Look for the line containing "pub struct AuditShowArgs" in the records below. Then output it and all the lines that follow, exactly and without any others.
[Start of section]
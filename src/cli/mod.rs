pub mod audit;
pub mod init;
pub mod run;
pub mod schema;

use clap::{Args, Parser, Subcommand};
use std::path::PathBuf;

#[derive(Parser)]
#[command(name = "plan-quorum")]
#[command(
    author,
    version,
    about = "Quorum-gated change planning across OpenAI, Vertex AI and Anthropic"
)]
pub struct Cli {
    #[command(subcommand)]
    pub command: Commands,

    /// Enable verbose/debug logging
    #[arg(short, long, global = true)]
    pub verbose: bool,
}

#[derive(Subcommand)]
pub enum Commands {
    /// Generate a plan from all three providers and gate it on quorum
    Run(RunArgs),

    /// Inspect stored audit records
    Audit(AuditArgs),

    /// Write a default config file
    Init(InitArgs),

    /// Print JSON Schema for config validation
    Schema,
}

#[derive(Parser, Clone)]
pub struct RunArgs {
    /// Path to config file (defaults are used if it does not exist)
    #[arg(short, long, default_value = "plan-quorum.yaml")]
    pub config: PathBuf,

    /// Change request text
    #[arg(long, conflicts_with = "spec_file", required_unless_present = "spec_file")]
    pub spec: Option<String>,

    /// Read the change request from a file
    #[arg(long)]
    pub spec_file: Option<PathBuf>,

    /// JSON file describing the target data model
    #[arg(long)]
    pub schema_context: Option<PathBuf>,

    /// Override audit directory
    #[arg(long)]
    pub audit_dir: Option<PathBuf>,

    /// Override per-provider timeout in seconds
    #[arg(long)]
    pub timeout_sec: Option<u64>,
}

#[derive(Parser, Clone)]
pub struct AuditArgs {
    /// Config file (for the audit directory)
    #[arg(short, long, default_value = "plan-quorum.yaml", global = true)]
    pub config: PathBuf,

    #[command(subcommand)]
    pub command: AuditCommand,
}

#[derive(Subcommand, Clone)]
pub enum AuditCommand {
    /// Print one audit record as JSON
    Show(AuditShowArgs),

    /// List stored run ids
    List(AuditListArgs),
}

#[derive(Args, Clone)]
pub struct AuditShowArgs {
    /// Run id (the `auditId` of a result)
    pub run_id: String,

    /// Override audit directory
    #[arg(long)]
    pub audit_dir: Option<PathBuf>,
}

#[derive(Args, Clone)]
pub struct AuditListArgs {
    /// Override audit directory
    #[arg(long)]
    pub audit_dir: Option<PathBuf>,
}

#[derive(Parser, Clone)]
pub struct InitArgs {
    /// Where to write the config
    #[arg(short, long, default_value = "plan-quorum.yaml")]
    pub config: PathBuf,

    /// Overwrite an existing file
    #[arg(long)]
    pub force: bool,
}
[End of section]
**Written reply**:
pub struct AuditShowArgs {
    /// Run id (the `auditId` of a result)
    pub run_id: String,

    /// Override audit directory
    #[arg(long)]
    pub audit_dir: Option<PathBuf>,
}

#[derive(Args, Clone)]
pub struct AuditListArgs {
    /// Override audit directory
    #[arg(long)]
    pub audit_dir: Option<PathBuf>,
}

#[derive(Parser, Clone)]
pub struct InitArgs {
    /// Where to write the config
    #[arg(short, long, default_value = "plan-quorum.yaml")]
    pub config: PathBuf,

    /// Overwrite an existing file
    #[arg(long)]
    pub force: bool,
}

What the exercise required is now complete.